Bonnie & Clyde, the two-part, four-hour TV movie premiering simultaneously tonight and Monday on Lifetime, A&E Network and History Channel, covers many of the same events chronicled in Arthur Penn’s 1967 Bonnie and Clyde feature film, which earned 10 Oscar nods (including two trophies) for its electrifying depiction of the violent dual careers of gangster-lovers Bonnie Parker and Clyde Barrow. Penn’s film confirmed the superstar status of its two leads, Faye Dunaway and Warren Beatty, and also included fascinating supporting performances from Academy Award winner Estelle Parsons, Gene Hackman and Michael J. Pollard. More than four decades after its initial release, Bonnie and Clyde has lost none of its power, and if you’ve never seen it, by all means seek it out.
This new cable production, which casts Holliday Grainger (The Borgias) and Emile Hirsch (Into the Wild) in the title roles, runs about an hour longer (not counting commercials) than Penn’s film, yet its objective, as well as its overall impact, feels much more modest. While Penn and his team told the story with all its doomed romantic aura intact, Bonnie & Clyde seeks to strip away most of the hype surrounding this true-crime saga to look at the real characters at the heart of it.
That’s certainly a valid approach, even a sensible one, since it would be nuts to try competing with Penn’s masterpiece on its own terms. Unfortunately, this Bonnie & Clyde simply doesn’t bring much new to the party.
It doesn’t help that the teleplay by John Rice and Joe Batteer, is fairly workmanlike, moving from event A to event B and so on as it makes its way to the carnage we know is coming eventually. For those who don’t, this TV movie opens on May 23, 1934, as a macabre mini-parade of police cars and a tow-truck rolls into rural Gibsland, La., bearing the bullet-riddled “murder car” that holds the sheet-covered corpses of Clyde, 25, and Bonnie, 24. At this point, the film, narrated by Hirsch’s Clyde, flashes back to his Texas childhood, when a near-fatal fever at age 9 left him – his grandmother would swear – with the gift of second sight.
That dubious bit of trivia might be worth a mention in passing, yet Rice and Batteer seem determined to make it a dramatic hook for their script.

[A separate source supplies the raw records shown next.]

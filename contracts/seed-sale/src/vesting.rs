use crate::math::{checked_add, checked_sub, mul_div};
use crate::types::{
    read_class, read_config, read_funder, read_state, write_funder, write_state, Error,
    VestingStart, PRECISION,
};
use soroban_sdk::{token, Address, Env, Symbol};

pub struct VestingManager;

impl VestingManager {
    /// Seed amount the funder could claim right now: the linearly
    /// vested share of their purchase, less what they already claimed.
    ///
    /// Returns 0 before the class's vesting start, while the start is
    /// still deferred, and before the cliff has elapsed. A zero vesting
    /// duration vests the whole purchase the moment the start passes.
    pub fn calculate_claim(env: &Env, funder_addr: &Address) -> Result<i128, Error> {
        let config = read_config(env)?;
        let funder = match read_funder(env, funder_addr) {
            Some(f) => f,
            None => return Ok(0),
        };
        let class = read_class(env, funder.class_id)?;

        let start = match class.vesting_start {
            VestingStart::Fixed(t) => t,
            VestingStart::Pending => return Ok(0),
        };
        let now = env.ledger().timestamp();
        if now < start {
            return Ok(0);
        }

        let vested = if class.vesting_duration == 0 {
            funder.seed_amount
        } else {
            let elapsed = (now - start).min(class.vesting_duration);
            if elapsed < config.vesting_cliff {
                return Ok(0);
            }
            mul_div(
                env,
                funder.seed_amount,
                elapsed as i128,
                class.vesting_duration as i128,
            )?
        };
        Ok(checked_sub(vested, funder.claimed)?.max(0))
    }

    /// Settle a claim: send `amount` of vested seed to the funder and
    /// release the matching pro-rata fee share to the beneficiary. The
    /// cumulative fee released never exceeds the entitlement locked at
    /// purchase time.
    ///
    /// Callable by anyone; proceeds only ever move to the funder and
    /// the beneficiary.
    pub fn claim(env: &Env, on_behalf_of: Address, amount: i128) -> Result<(), Error> {
        let config = read_config(env)?;
        let mut state = read_state(env)?;
        if state.funding_collected < config.soft_cap {
            return Err(Error::MinimumNotMet);
        }

        let mut funder = match read_funder(env, &on_behalf_of) {
            Some(f) => f,
            None => return Err(Error::NothingClaimable),
        };
        let class = read_class(env, funder.class_id)?;
        let now = env.ledger().timestamp();

        // Funders on the default schedule wait out the whole sale
        // window before claiming.
        if funder.class_id == 0 && now <= config.end_time {
            return Err(Error::DistributionNotFinished);
        }
        match class.vesting_start {
            VestingStart::Fixed(t) if now >= t => {}
            _ => return Err(Error::VestingNotStarted),
        }

        let claimable = Self::calculate_claim(env, &on_behalf_of)?;
        if claimable == 0 || amount <= 0 {
            return Err(Error::NothingClaimable);
        }
        if amount > claimable {
            return Err(Error::ClaimExceedsClaimable);
        }

        let mut fee_release = mul_div(env, amount, class.fee, PRECISION)?;
        let fee_left = checked_sub(funder.fee_owed, funder.fee_claimed)?;
        if fee_release > fee_left {
            fee_release = fee_left;
        }

        funder.claimed = checked_add(funder.claimed, amount)?;
        funder.fee_claimed = checked_add(funder.fee_claimed, fee_release)?;
        state.seed_claimed = checked_add(state.seed_claimed, amount)?;
        state.fee_claimed = checked_add(state.fee_claimed, fee_release)?;
        write_funder(env, &on_behalf_of, &funder);
        write_state(env, &state);

        let seed_token = token::Client::new(env, &config.seed_token);
        seed_token.transfer(&env.current_contract_address(), &on_behalf_of, &amount);
        if fee_release > 0 {
            seed_token.transfer(
                &env.current_contract_address(),
                &config.beneficiary,
                &fee_release,
            );
        }

        env.events().publish(
            (Symbol::new(env, "claimed"), on_behalf_of),
            (amount, config.beneficiary, fee_release),
        );
        Ok(())
    }
}
use crate::access::AccessManager;
use crate::types::{
    read_class, read_class_count, read_config, read_state, write_class, write_class_count,
    ContributorClass, Error, SaleConfig, VestingStart, MAX_CLASSES, MAX_FEE,
};
use soroban_sdk::{Env, Symbol, Vec};

pub struct ClassManager;

impl ClassManager {
    /// Register a new contributor class.
    #[allow(clippy::too_many_arguments)]
    pub fn add_class(
        env: &Env,
        cap: i128,
        personal_cap: i128,
        price: i128,
        vesting_duration: u64,
        vesting_start: u64,
        fee: i128,
    ) -> Result<u32, Error> {
        AccessManager::require_admin(env)?;
        Self::check_mutable(env)?;

        let config = read_config(env)?;
        let count = read_class_count(env);
        if count >= MAX_CLASSES {
            return Err(Error::ClassLimitReached);
        }
        Self::validate_params(&config, price, vesting_start, fee)?;

        Self::insert(env, count, cap, personal_cap, price, vesting_duration, vesting_start, fee);
        write_class_count(env, count + 1);
        Ok(count)
    }

    /// Register several classes atomically. All six sequences must have
    /// equal length and every entry must validate before anything is
    /// written.
    pub fn add_class_batch(
        env: &Env,
        caps: Vec<i128>,
        personal_caps: Vec<i128>,
        prices: Vec<i128>,
        vesting_durations: Vec<u64>,
        vesting_starts: Vec<u64>,
        fees: Vec<i128>,
    ) -> Result<(), Error> {
        AccessManager::require_admin(env)?;
        Self::check_mutable(env)?;

        let len = caps.len();
        if personal_caps.len() != len
            || prices.len() != len
            || vesting_durations.len() != len
            || vesting_starts.len() != len
            || fees.len() != len
        {
            return Err(Error::ArraySizeMismatch);
        }

        let config = read_config(env)?;
        let count = read_class_count(env);
        if count + len > MAX_CLASSES {
            return Err(Error::ClassLimitReached);
        }
        for i in 0..len {
            Self::validate_params(
                &config,
                prices.get_unchecked(i),
                vesting_starts.get_unchecked(i),
                fees.get_unchecked(i),
            )?;
        }

        for i in 0..len {
            Self::insert(
                env,
                count + i,
                caps.get_unchecked(i),
                personal_caps.get_unchecked(i),
                prices.get_unchecked(i),
                vesting_durations.get_unchecked(i),
                vesting_starts.get_unchecked(i),
                fees.get_unchecked(i),
            );
        }
        write_class_count(env, count + len);
        Ok(())
    }

    /// Rework an existing class. A schedule is frozen once its vesting
    /// has begun.
    #[allow(clippy::too_many_arguments)]
    pub fn change_class(
        env: &Env,
        class_id: u32,
        cap: i128,
        personal_cap: i128,
        price: i128,
        vesting_duration: u64,
        vesting_start: u64,
        fee: i128,
    ) -> Result<(), Error> {
        AccessManager::require_admin(env)?;
        Self::check_mutable(env)?;

        if class_id >= read_class_count(env) {
            return Err(Error::InvalidClass);
        }
        let current = read_class(env, class_id)?;
        if Self::vesting_started(env, &current) {
            return Err(Error::VestingAlreadyStarted);
        }

        let config = read_config(env)?;
        Self::validate_params(&config, price, vesting_start, fee)?;

        write_class(
            env,
            class_id,
            &ContributorClass {
                cap,
                personal_cap,
                price,
                vesting_duration,
                vesting_start: VestingStart::Fixed(vesting_start),
                fee,
                funding_collected: current.funding_collected,
            },
        );

        env.events()
            .publish((Symbol::new(env, "class_changed"),), class_id);
        Ok(())
    }

    /// Whether a class's vesting schedule has already begun. A deferred
    /// start counts as not started.
    pub fn vesting_started(env: &Env, class: &ContributorClass) -> bool {
        match class.vesting_start {
            VestingStart::Fixed(t) => env.ledger().timestamp() >= t,
            VestingStart::Pending => false,
        }
    }

    fn check_mutable(env: &Env) -> Result<(), Error> {
        let state = read_state(env)?;
        if state.closed {
            return Err(Error::ShouldNotBeClosed);
        }
        Ok(())
    }

    fn validate_params(
        config: &SaleConfig,
        price: i128,
        vesting_start: u64,
        fee: i128,
    ) -> Result<(), Error> {
        if fee < 0 || fee >= MAX_FEE {
            return Err(Error::FeeTooHigh);
        }
        if price <= 0 {
            return Err(Error::InvalidPrice);
        }
        if vesting_start <= config.end_time {
            return Err(Error::VestingStartBeforeEnd);
        }
        Ok(())
    }

    #[allow(clippy::too_many_arguments)]
    fn insert(
        env: &Env,
        class_id: u32,
        cap: i128,
        personal_cap: i128,
        price: i128,
        vesting_duration: u64,
        vesting_start: u64,
        fee: i128,
    ) {
        write_class(
            env,
            class_id,
            &ContributorClass {
                cap,
                personal_cap,
                price,
                vesting_duration,
                vesting_start: VestingStart::Fixed(vesting_start),
                fee,
                funding_collected: 0,
            },
        );

        env.events()
            .publish((Symbol::new(env, "class_added"),), class_id);
    }
}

The young Clyde, still a boy, has a dreamy vision of the seductive adult Bonnie walking slowly towards him across a field and, while he and his older brother, Buck, are fleeing the scene of a petty larceny, Clyde is shocked by a brief flash of the bloody future fate awaiting his sibling. Premonitions like these keep recurring through the TV movie, and they’re never less than jarring.
At 28 and 25 respectively, Hirsch and Grainger are closer to the ages of their characters than were Beatty (30) and Dunaway (26), but they have to work harder to register with us. That they eventually manage to turn in praiseworthy turns is kind of remarkable, given that, even with its additional running time, this Bonnie & Clyde doesn’t seem to have a clear, convincing notion of who its characters were and why they did what they did.
Oh, the broad strokes are there. This account wants us to buy into the notion that Clyde was an easily manipulated, somewhat dim boy who kept wanting to go straight and settle down (those pesky premonitions, remember?), but Bonnie was so obsessively driven to seek fame and attention that she bought into their own press-driven myth and kept pushing Clyde to bigger and bigger crimes.
That’s certainly a way to go, I guess, but it’s not a theory that is very well supported by the historical record and, frankly, it seems more like the premise of … well … a Lifetime Original Movie.
Academy Award winners Holly Hunter (as Bonnie’s mom) and William Hurt (as a Texas Ranger who comes out of retirement to pursue the duo) make the most of their limited screen time and Sarah Hyland, best known as ditsy Haley Dunphy on Modern Family, has some very affecting moments as Clyde’s sister-in-law, Blanche (the role that won Parsons her Oscar).
Don’t get me wrong, with two-time Oscar nominee Bruce Beresford (Tender Mercies) at the helm, this made-for-cable Bonnie & Clyde isn’t terrible by any means. But it just feels a little irrelevant up against Penn’s absolutely essential feature film, which, by the way, is scheduled to be available later this week in a budget-priced two-DVD special edition set from Amazon.com.